On 23/03/16 15:21, Lukas Tribus wrote:
>> Bugs are completely in your control? You write your own network OS, and
>> build your own network hardware?
>
> I don't enable UDLD on my box and walk away before checking if it actually
> sees the link as bidirectional.

You seem to have taken my comment out of context. As I hoped the smiley 
indicated, I was being humorous. Sorry if that didn't come across.

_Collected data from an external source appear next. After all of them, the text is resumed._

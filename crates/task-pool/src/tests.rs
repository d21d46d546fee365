#![cfg_attr(all(test, coverage_nightly), coverage(off))]

use std::sync::Arc;
use std::sync::atomic::{AtomicU32, AtomicU64, Ordering};

use crate::{TaskDependency, TaskGroup, TaskHandle, TaskParams, TaskPool, TaskValue};

/// Thread counts every scheduling test runs under; 0 is the cooperative
/// same-thread mode.
const THREAD_COUNTS: [u32; 3] = [0, 1, 4];

fn value_of(value: Option<TaskValue>) -> u64 {
    *value
        .expect("task produced a value")
        .downcast_ref::<u64>()
        .expect("u64 task value")
}

#[test]
fn create_and_drop() {
    for threads in THREAD_COUNTS {
        let pool = TaskPool::new(threads, 16);
        pool.wait_all();
        drop(pool);
    }
}

#[test]
fn single_task() {
    for threads in THREAD_COUNTS {
        let pool = TaskPool::new(threads, 16);
        let counter = Arc::new(AtomicU32::new(0));

        let task = {
            let counter = Arc::clone(&counter);
            pool.add("single", 1, move |_part| {
                counter.fetch_add(1, Ordering::SeqCst);
                Some(Arc::new(42u64) as TaskValue)
            })
        }
        .expect("add task");

        assert_eq!(value_of(task.wait()), 42);
        assert_eq!(counter.load(Ordering::SeqCst), 1);
    }
}

#[test]
fn hundred_tasks() {
    for threads in THREAD_COUNTS {
        let pool = TaskPool::new(threads, 128);
        let counter = Arc::new(AtomicU32::new(0));

        let handles: Vec<_> = (0..100u64)
            .map(|i| {
                let counter = Arc::clone(&counter);
                pool.add("many", 1, move |_part| {
                    counter.fetch_add(1, Ordering::SeqCst);
                    Some(Arc::new(i) as TaskValue)
                })
                .expect("add task")
            })
            .collect();

        let outputs = TaskHandle::wait_many(handles);
        assert_eq!(counter.load(Ordering::SeqCst), 100);
        for (i, output) in outputs.into_iter().enumerate() {
            assert_eq!(value_of(output), i as u64);
        }
    }
}

#[test]
fn detached_tasks_are_reclaimed() {
    for threads in THREAD_COUNTS {
        let pool = TaskPool::new(threads, 16);
        let counter = Arc::new(AtomicU32::new(0));

        for _ in 0..10 {
            let counter = Arc::clone(&counter);
            pool.add("detached", 1, move |_part| {
                counter.fetch_add(1, Ordering::SeqCst);
                None
            })
            .expect("add task")
            .detach();
        }

        pool.wait_all();
        assert_eq!(counter.load(Ordering::SeqCst), 10);
    }
}

#[test]
fn iterations_split_into_parts() {
    for threads in THREAD_COUNTS {
        let pool = TaskPool::new(threads, 16);
        let group = TaskGroup::new(&pool, "split", 4).expect("group");
        let output = group.dependency_add().expect("dependency");

        // 100 iterations in parts of at most 8: every iteration must run
        // exactly once, and the completion exactly once after all of them.
        let iteration_sum = Arc::new(AtomicU64::new(0));
        let part_count = Arc::new(AtomicU32::new(0));
        let completions = Arc::new(AtomicU32::new(0));

        let ok = {
            let iteration_sum = Arc::clone(&iteration_sum);
            let part_count = Arc::clone(&part_count);
            let completions = Arc::clone(&completions);
            group.add_task_with_completion(
                &TaskParams {
                    name: "sum",
                    output: Some(output),
                    iterations: 100,
                    max_iterations_per_part: 8,
                    ..TaskParams::default()
                },
                move |part| {
                    assert!(part.count <= 8);
                    for i in part.start..part.start + part.count {
                        iteration_sum.fetch_add(i as u64, Ordering::SeqCst);
                    }
                    part_count.fetch_add(1, Ordering::SeqCst);
                    None
                },
                move |_accumulated| {
                    completions.fetch_add(1, Ordering::SeqCst);
                    Some(Arc::new(7u64) as TaskValue)
                },
            )
        };
        assert!(ok);

        assert_eq!(value_of(group.dependency_wait(output)), 7);
        assert_eq!(iteration_sum.load(Ordering::SeqCst), (0..100u64).sum());
        assert_eq!(part_count.load(Ordering::SeqCst), 13);
        assert_eq!(completions.load(Ordering::SeqCst), 1);
        group.wait();
    }
}

#[test]
fn group_chain_passes_values() {
    for threads in THREAD_COUNTS {
        let pool = TaskPool::new(threads, 16);
        let group = TaskGroup::new(&pool, "chain", 8).expect("group");

        let source = group.dependency_add_met(Some(Arc::new(5u64))).expect("dep");
        let doubled = group.dependency_add().expect("dep");
        let squared = group.dependency_add().expect("dep");

        assert!(group.add_task(
            &TaskParams {
                name: "double",
                inputs: &[source],
                output: Some(doubled),
                ..TaskParams::default()
            },
            |part| {
                let input = *part.inputs[0]
                    .as_ref()
                    .expect("input value")
                    .downcast_ref::<u64>()
                    .expect("u64");
                Some(Arc::new(input * 2) as TaskValue)
            },
        ));
        assert!(group.add_task(
            &TaskParams {
                name: "square",
                inputs: &[doubled],
                output: Some(squared),
                ..TaskParams::default()
            },
            |part| {
                let input = *part.inputs[0]
                    .as_ref()
                    .expect("input value")
                    .downcast_ref::<u64>()
                    .expect("u64");
                Some(Arc::new(input * input) as TaskValue)
            },
        ));

        assert_eq!(value_of(group.dependency_wait(squared)), 100);
        assert!(group.dependency_set_is_met(&[source, doubled, squared]));
        group.wait();
    }
}

#[test]
fn dependency_met_happens_before_dependent_tasks() {
    for threads in THREAD_COUNTS {
        let pool = TaskPool::new(threads, 32);
        let group = TaskGroup::new(&pool, "ordering", 8).expect("group");

        let gate = group.dependency_add().expect("dep");
        let ran_after_gate = Arc::new(AtomicU32::new(0));
        let gate_value = Arc::new(AtomicU64::new(0));

        for _ in 0..8 {
            let ran_after_gate = Arc::clone(&ran_after_gate);
            let gate_value = Arc::clone(&gate_value);
            assert!(group.add_task(
                &TaskParams {
                    name: "gated",
                    inputs: &[gate],
                    ..TaskParams::default()
                },
                move |part| {
                    // The met value must be visible to every dependent task.
                    let input = *part.inputs[0]
                        .as_ref()
                        .expect("gate value")
                        .downcast_ref::<u64>()
                        .expect("u64");
                    gate_value.store(input, Ordering::SeqCst);
                    ran_after_gate.fetch_add(1, Ordering::SeqCst);
                    None
                },
            ));
        }

        let (total, waiting) = group.task_count();
        assert_eq!(total, 8);
        assert_eq!(waiting, 8);
        assert!(!group.dependency_is_met(gate));

        group.dependency_met(gate, Some(Arc::new(99u64)));
        group.wait();

        assert_eq!(ran_after_gate.load(Ordering::SeqCst), 8);
        assert_eq!(gate_value.load(Ordering::SeqCst), 99);
        assert!(group.dependency_is_met(gate));
        assert_eq!(value_of(group.dependency_get(gate)), 99);
    }
}

#[test]
fn waiting_task_moves_between_dependencies() {
    for threads in THREAD_COUNTS {
        let pool = TaskPool::new(threads, 16);
        let group = TaskGroup::new(&pool, "multi-input", 8).expect("group");

        let first = group.dependency_add().expect("dep");
        let second = group.dependency_add().expect("dep");
        let done = group.dependency_add().expect("dep");

        assert!(group.add_task(
            &TaskParams {
                name: "join",
                inputs: &[first, second],
                output: Some(done),
                ..TaskParams::default()
            },
            |part| {
                let a = *part.inputs[0]
                    .as_ref()
                    .expect("first")
                    .downcast_ref::<u64>()
                    .expect("u64");
                let b = *part.inputs[1]
                    .as_ref()
                    .expect("second")
                    .downcast_ref::<u64>()
                    .expect("u64");
                Some(Arc::new(a + b) as TaskValue)
            },
        ));

        // Meeting only the first input re-parks the task on the second.
        group.dependency_met(first, Some(Arc::new(1u64)));
        assert!(!group.dependency_is_met(done));

        group.dependency_met(second, Some(Arc::new(2u64)));
        assert_eq!(value_of(group.dependency_wait(done)), 3);
        group.wait();
    }
}

#[test]
fn group_tree() {
    // A reduction tree: leaves produce their index, inner nodes sum their
    // two children, and the root must see the total.
    for threads in THREAD_COUNTS {
        let pool = TaskPool::new(threads, 64);
        let group = TaskGroup::new(&pool, "tree", 32).expect("group");

        let leaves: Vec<TaskDependency> = (0..8u64)
            .map(|i| {
                let dep = group.dependency_add().expect("dep");
                assert!(group.add_task(
                    &TaskParams {
                        name: "leaf",
                        output: Some(dep),
                        ..TaskParams::default()
                    },
                    move |_part| Some(Arc::new(i) as TaskValue),
                ));
                dep
            })
            .collect();

        let mut level = leaves;
        while level.len() > 1 {
            level = level
                .chunks(2)
                .map(|pair| {
                    let out = group.dependency_add().expect("dep");
                    assert!(group.add_task(
                        &TaskParams {
                            name: "sum",
                            inputs: pair,
                            output: Some(out),
                            ..TaskParams::default()
                        },
                        |part| {
                            let total: u64 = part
                                .inputs
                                .iter()
                                .map(|input| {
                                    *input
                                        .as_ref()
                                        .expect("child value")
                                        .downcast_ref::<u64>()
                                        .expect("u64")
                                })
                                .sum();
                            Some(Arc::new(total) as TaskValue)
                        },
                    ));
                    out
                })
                .collect();
        }

        assert_eq!(value_of(group.dependency_wait(level[0])), (0..8u64).sum());
        group.wait();
    }
}

#[test]
fn blocked_group_defers_scheduling() {
    // Cooperative mode makes "has not run yet" deterministic.
    let pool = TaskPool::new(0, 16);
    let group = TaskGroup::new(&pool, "blocked", 4).expect("group");
    let counter = Arc::new(AtomicU32::new(0));

    group.block();
    for _ in 0..4 {
        let counter = Arc::clone(&counter);
        assert!(group.add_task(&TaskParams::default(), move |_part| {
            counter.fetch_add(1, Ordering::SeqCst);
            None
        }));
    }
    // Eligible tasks accumulate while the group is blocked.
    assert_eq!(counter.load(Ordering::SeqCst), 0);
    let (total, waiting) = group.task_count();
    assert_eq!((total, waiting), (4, 0));

    group.unblock();
    group.wait();
    assert_eq!(counter.load(Ordering::SeqCst), 4);
}

#[test]
fn blocked_group_with_threads() {
    let pool = TaskPool::new(4, 16);
    let group = TaskGroup::new(&pool, "blocked-mt", 4).expect("group");
    let counter = Arc::new(AtomicU32::new(0));

    group.block();
    for _ in 0..4 {
        let counter = Arc::clone(&counter);
        assert!(group.add_task(&TaskParams::default(), move |_part| {
            counter.fetch_add(1, Ordering::SeqCst);
            None
        }));
    }
    group.unblock();
    group.wait();
    assert_eq!(counter.load(Ordering::SeqCst), 4);
}

#[test]
fn dependency_capacity_is_bounded() {
    let pool = TaskPool::new(0, 16);
    let group = TaskGroup::new(&pool, "bounded", 2).expect("group");
    assert!(group.dependency_add().is_some());
    assert!(group.dependency_add().is_some());
    assert!(group.dependency_add().is_none());

    // Dependencies outside the group are rejected at add time.
    let other = TaskGroup::new(&pool, "other", 8).expect("group");
    for _ in 0..3 {
        assert!(other.dependency_add().is_some());
    }
    assert!(!group.add_task(
        &TaskParams {
            inputs: &[TaskDependency(2)],
            ..TaskParams::default()
        },
        |_part| None,
    ));
}

#[test]
fn tasks_spawned_from_tasks() {
    for threads in THREAD_COUNTS {
        let pool = Arc::new(TaskPool::new(threads, 32));
        let counter = Arc::new(AtomicU32::new(0));

        let handles: Vec<_> = (0..4)
            .map(|_| {
                let pool = Arc::clone(&pool);
                let inner_pool = Arc::clone(&pool);
                let counter = Arc::clone(&counter);
                pool.add("outer", 1, move |_part| {
                    let counter = Arc::clone(&counter);
                    inner_pool
                        .add("inner", 1, move |_part| {
                            counter.fetch_add(1, Ordering::SeqCst);
                            None
                        })
                        .expect("add inner")
                        .detach();
                    None
                })
                .expect("add outer")
            })
            .collect();

        for output in TaskHandle::wait_many(handles) {
            assert!(output.is_none());
        }
        pool.wait_all();
        assert_eq!(counter.load(Ordering::SeqCst), 4);
    }
}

> UDLD is extremly simple when compared to STP for example, so a quick test
> in the lab is not that hard.

If lab testing covered all real-world use-cases, all our jobs would be a 
whole lot easier ;o)

>
> Can you elaborate in which context UDLD false positived? New
> configuration/new links or suddenly after working fine for some
> time?

It's a number of years ago now, but we had a situation where UDLD 
decided *all* the links had gone unidirectional, and the device disabled 
them all. There was no apparent trigger.

It then failed to recover from the errdisable state, for no reason that 
we or TAC could determine.

Only our OOB access saved us.

We've had other issues where the cause was more obvious - downstream 
broadcast storm causing UDLD packets to fail to reach SUP, link gets 
dropped and the flap worsens the ongoing outage.

The sum total of our experience was "hasn't helped, has harmed".

I think in a lot of cases, alternative designs can completely sidestep 
the need for UDLD, and that is our preferred approach these days.

If UDLD is working for you, all power to you - your network, your rules.